Please work out how many lines in the entries contain "Output", then give that number with nothing added.

(Dataset entries)
______________________________
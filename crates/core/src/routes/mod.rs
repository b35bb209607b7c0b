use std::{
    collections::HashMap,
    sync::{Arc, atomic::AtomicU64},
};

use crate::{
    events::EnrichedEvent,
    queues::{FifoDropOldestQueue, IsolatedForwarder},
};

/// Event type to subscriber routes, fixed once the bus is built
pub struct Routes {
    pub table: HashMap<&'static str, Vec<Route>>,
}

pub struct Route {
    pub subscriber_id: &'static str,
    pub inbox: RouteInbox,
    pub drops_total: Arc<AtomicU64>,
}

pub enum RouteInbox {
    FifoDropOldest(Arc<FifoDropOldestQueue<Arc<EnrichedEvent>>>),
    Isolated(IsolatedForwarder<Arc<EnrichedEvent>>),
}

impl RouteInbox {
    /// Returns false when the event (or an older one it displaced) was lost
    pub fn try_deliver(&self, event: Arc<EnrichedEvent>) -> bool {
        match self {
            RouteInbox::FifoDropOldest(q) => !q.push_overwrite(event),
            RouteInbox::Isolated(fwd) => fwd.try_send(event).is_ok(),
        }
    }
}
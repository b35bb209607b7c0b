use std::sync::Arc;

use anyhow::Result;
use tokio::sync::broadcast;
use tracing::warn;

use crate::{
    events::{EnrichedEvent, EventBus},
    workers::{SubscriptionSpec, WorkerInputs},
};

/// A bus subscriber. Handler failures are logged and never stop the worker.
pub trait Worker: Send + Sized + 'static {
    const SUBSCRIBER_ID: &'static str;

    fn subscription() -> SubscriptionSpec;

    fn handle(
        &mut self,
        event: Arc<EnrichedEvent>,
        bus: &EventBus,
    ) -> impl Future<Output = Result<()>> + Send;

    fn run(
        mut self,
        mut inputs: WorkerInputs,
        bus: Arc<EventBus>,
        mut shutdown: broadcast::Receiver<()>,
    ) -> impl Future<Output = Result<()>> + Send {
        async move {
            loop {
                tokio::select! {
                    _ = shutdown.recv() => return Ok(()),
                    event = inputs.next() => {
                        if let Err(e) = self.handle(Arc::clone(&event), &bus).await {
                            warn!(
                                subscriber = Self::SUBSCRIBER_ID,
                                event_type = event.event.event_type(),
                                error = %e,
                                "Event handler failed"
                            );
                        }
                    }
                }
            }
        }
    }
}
______________________________
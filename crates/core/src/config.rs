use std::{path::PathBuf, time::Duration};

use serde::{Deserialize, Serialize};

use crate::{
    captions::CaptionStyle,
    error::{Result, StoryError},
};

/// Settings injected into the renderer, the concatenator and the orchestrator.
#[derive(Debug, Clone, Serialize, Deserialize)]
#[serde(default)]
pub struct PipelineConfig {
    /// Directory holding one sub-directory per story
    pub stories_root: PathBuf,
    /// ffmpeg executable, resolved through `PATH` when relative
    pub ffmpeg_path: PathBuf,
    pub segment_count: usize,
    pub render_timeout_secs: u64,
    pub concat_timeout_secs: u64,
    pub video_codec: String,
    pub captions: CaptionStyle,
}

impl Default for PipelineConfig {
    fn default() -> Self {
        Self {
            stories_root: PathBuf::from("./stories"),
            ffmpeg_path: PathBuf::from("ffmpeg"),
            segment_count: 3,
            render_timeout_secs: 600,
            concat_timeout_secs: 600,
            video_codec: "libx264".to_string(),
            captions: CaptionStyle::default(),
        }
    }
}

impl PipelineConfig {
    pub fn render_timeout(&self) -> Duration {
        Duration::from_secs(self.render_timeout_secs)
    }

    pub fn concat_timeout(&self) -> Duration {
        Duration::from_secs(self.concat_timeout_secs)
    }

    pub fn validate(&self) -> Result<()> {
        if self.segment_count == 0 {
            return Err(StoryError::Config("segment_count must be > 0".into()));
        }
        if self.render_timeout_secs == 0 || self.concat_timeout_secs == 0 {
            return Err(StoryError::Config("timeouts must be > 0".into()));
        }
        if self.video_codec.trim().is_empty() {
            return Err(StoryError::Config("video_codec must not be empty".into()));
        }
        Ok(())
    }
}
______________________________
▶ _Response to this task_: 2